Entrando nel dettaglio dei dati di Ecomafia elaborati dall’associazione ambientalista e forniti dalle forze dell’ordine e dalle Capitanerie di porto, nel 2024 in Italia il 42,6% dei reati ambientali si concentra nelle 4 regioni a tradizionale presenza mafiosa: Campania, Puglia, Calabria e Sicilia. Il maggior numero di reati si riscontra, a livello nazionale, nella filiera del cemento (dall’abusivismo edilizio alla cave illegali fino ai reati connessi agli appalti per opere pubbliche) con 13.621 illeciti accertati nel 2024, +4,7% rispetto al 2023, pari al 33,6% del totale.

Seguiti dai reati nel ciclo dei rifiuti ben 11.166, +19,9%, e quelli contro gli animali con 7.222 illeciti penali (+9,7%).    Da segnalare l’impennata dei reati contro il patrimonio culturale (dalla ricettazione ai reati in danno del paesaggio, dagli scavi clandestini alle contraffazioni di opere): sono 2.956, + 23,4% rispetto al 2023.    Per quanto riguarda le filiere illecite nel settore agroalimentare, a fronte di una leggera diminuzione dei controlli (-2,7%) si registra un aumento del numero di reati e illeciti amministrativi (+2,9%), nonché degli arresti (+11,3%).  

A completare il quadro dell’illegalità ambientale del 2024 è la crescita degli illeciti amministrativi, 69.949 (+9,4%), equivalenti a circa 191,6 illeciti al giorno, 7,9 ogni ora. Per quanto riguarda i clan, dal 1995 al 2024 salgano a 389 quelli censiti da Legambiente. Per quanto riguarda i delitti più gravi, previsti dal titolo VI-bis del Codice penale, nel 2024 al primo posto abbiamo l’inquinamento ambientale con 299 illeciti contestati, quelli complessivi sono stati 971, con un +61,3% rispetto al 2023 e 1.707 persone denunciate (+18,9%).
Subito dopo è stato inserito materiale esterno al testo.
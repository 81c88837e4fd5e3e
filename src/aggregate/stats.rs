//! Derived summary figures over a snapshot.

use std::collections::{HashMap, HashSet};

use chrono::{DateTime, Utc};
use serde::Serialize;
use strum::{Display, EnumIter, IntoEnumIterator};

use crate::models::{AnalysisSnapshot, Commit};

/// Number of files listed in [`SnapshotStats::hot_files`].
const HOT_FILES: usize = 5;

/// Conventional-commit category of a message headline.
#[derive(Debug, Clone, Copy, PartialEq, Eq, Hash, Serialize, Display, EnumIter)]
#[serde(rename_all = "lowercase")]
#[strum(serialize_all = "lowercase")]
pub enum CommitType {
    Feat,
    Fix,
    Docs,
    Style,
    Refactor,
    Test,
    Chore,
    Other,
}

impl CommitType {
    /// Classify by the lowercase prefix of the headline.
    pub fn of(commit: &Commit) -> Self {
        let headline = commit.headline().trim_start().to_lowercase();
        CommitType::iter()
            .filter(|t| *t != CommitType::Other)
            .find(|t| headline.starts_with(&t.to_string()))
            .unwrap_or(CommitType::Other)
    }
}

/// Per-author activity within a snapshot.
#[derive(Debug, Clone, PartialEq, Eq, Serialize)]
pub struct ContributorStats {
    pub name: String,
    pub email: String,
    pub commits: usize,
    pub additions: u64,
    pub deletions: u64,
    pub last_commit: DateTime<Utc>,
}

/// Aggregate figures for a snapshot. Never stored on the snapshot itself.
#[derive(Debug, Clone, PartialEq, Serialize)]
pub struct SnapshotStats {
    pub commits: usize,
    pub total_commits: usize,
    pub additions: u64,
    pub deletions: u64,
    /// Distinct file paths touched, 0 when file changes were not fetched.
    pub files_touched: usize,
    /// By commit count descending; ties keep most-recent-first order.
    pub contributors: Vec<ContributorStats>,
    /// Non-zero categories in declaration order.
    pub commit_types: Vec<(CommitType, usize)>,
    /// Files with the most changed lines, largest first.
    pub hot_files: Vec<(String, u64)>,
    pub oldest: Option<DateTime<Utc>>,
    pub newest: Option<DateTime<Utc>>,
    pub anomalies: usize,
}

impl SnapshotStats {
    pub fn from_snapshot(snapshot: &AnalysisSnapshot) -> Self {
        let commits = snapshot.commits();

        let mut contributors: Vec<ContributorStats> = Vec::new();
        let mut by_email: HashMap<String, usize> = HashMap::new();
        for commit in commits {
            let key = contributor_key(commit);
            let idx = *by_email.entry(key).or_insert_with(|| {
                contributors.push(ContributorStats {
                    name: commit.author.name.clone(),
                    email: commit.author.email.clone(),
                    commits: 0,
                    additions: 0,
                    deletions: 0,
                    last_commit: commit.author.date,
                });
                contributors.len() - 1
            });
            let entry = &mut contributors[idx];
            entry.commits += 1;
            entry.additions = entry.additions.saturating_add(commit.stats.additions);
            entry.deletions = entry.deletions.saturating_add(commit.stats.deletions);
            entry.last_commit = entry.last_commit.max(commit.author.date);
        }
        // Stable sort keeps first-seen (most recent) order among equals.
        contributors.sort_by(|a, b| b.commits.cmp(&a.commits));

        let mut type_counts: HashMap<CommitType, usize> = HashMap::new();
        for commit in commits {
            *type_counts.entry(CommitType::of(commit)).or_default() += 1;
        }
        let commit_types = CommitType::iter()
            .filter_map(|t| type_counts.get(&t).map(|n| (t, *n)))
            .collect();

        let mut touched = HashSet::new();
        let mut churn: HashMap<&str, u64> = HashMap::new();
        for file in commits
            .iter()
            .filter_map(|c| c.file_changes.as_deref())
            .flatten()
        {
            touched.insert(file.filename.as_str());
            let lines = churn.entry(file.filename.as_str()).or_default();
            *lines = lines.saturating_add(file.changes);
        }
        let mut hot_files: Vec<(String, u64)> = churn
            .into_iter()
            .map(|(name, lines)| (name.to_string(), lines))
            .collect();
        hot_files.sort_by(|a, b| b.1.cmp(&a.1).then_with(|| a.0.cmp(&b.0)));
        hot_files.truncate(HOT_FILES);

        Self {
            commits: commits.len(),
            total_commits: snapshot.total_commits(),
            additions: commits
                .iter()
                .fold(0u64, |acc, c| acc.saturating_add(c.stats.additions)),
            deletions: commits
                .iter()
                .fold(0u64, |acc, c| acc.saturating_add(c.stats.deletions)),
            files_touched: touched.len(),
            contributors,
            commit_types,
            hot_files,
            oldest: commits.last().map(|c| c.author.date),
            newest: commits.first().map(|c| c.author.date),
            anomalies: snapshot.anomalies().len(),
        }
    }
}

/// Group by email when present, else by name.
fn contributor_key(commit: &Commit) -> String {
    if commit.author.email.is_empty() {
        commit.author.name.clone()
    } else {
        commit.author.email.to_lowercase()
    }
}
Numeri che insieme all’aumento dei controlli su questa tipologia di reati (1.812 nel 2024, +28,7%) dimostrano l’efficacia della legge 68 del 2015, che a maggio 2025 ha celebrato il decennale.  

Per la classifica per inchieste su corruzione ambientale: in testa alla classifica regionale, la Campania si trova al primo posto con 17 inchieste, seguita da Lombardia (16), Puglia (10), Sicilia, Lazio (8) e Calabria (6). A guidare la classifica per gli arresti eseguiti, ben 96, è la Puglia, mentre la Campania si colloca al secondo posto (77), seguita dalla Lombardia (61), dal Lazio (58) e dalla Calabria (41).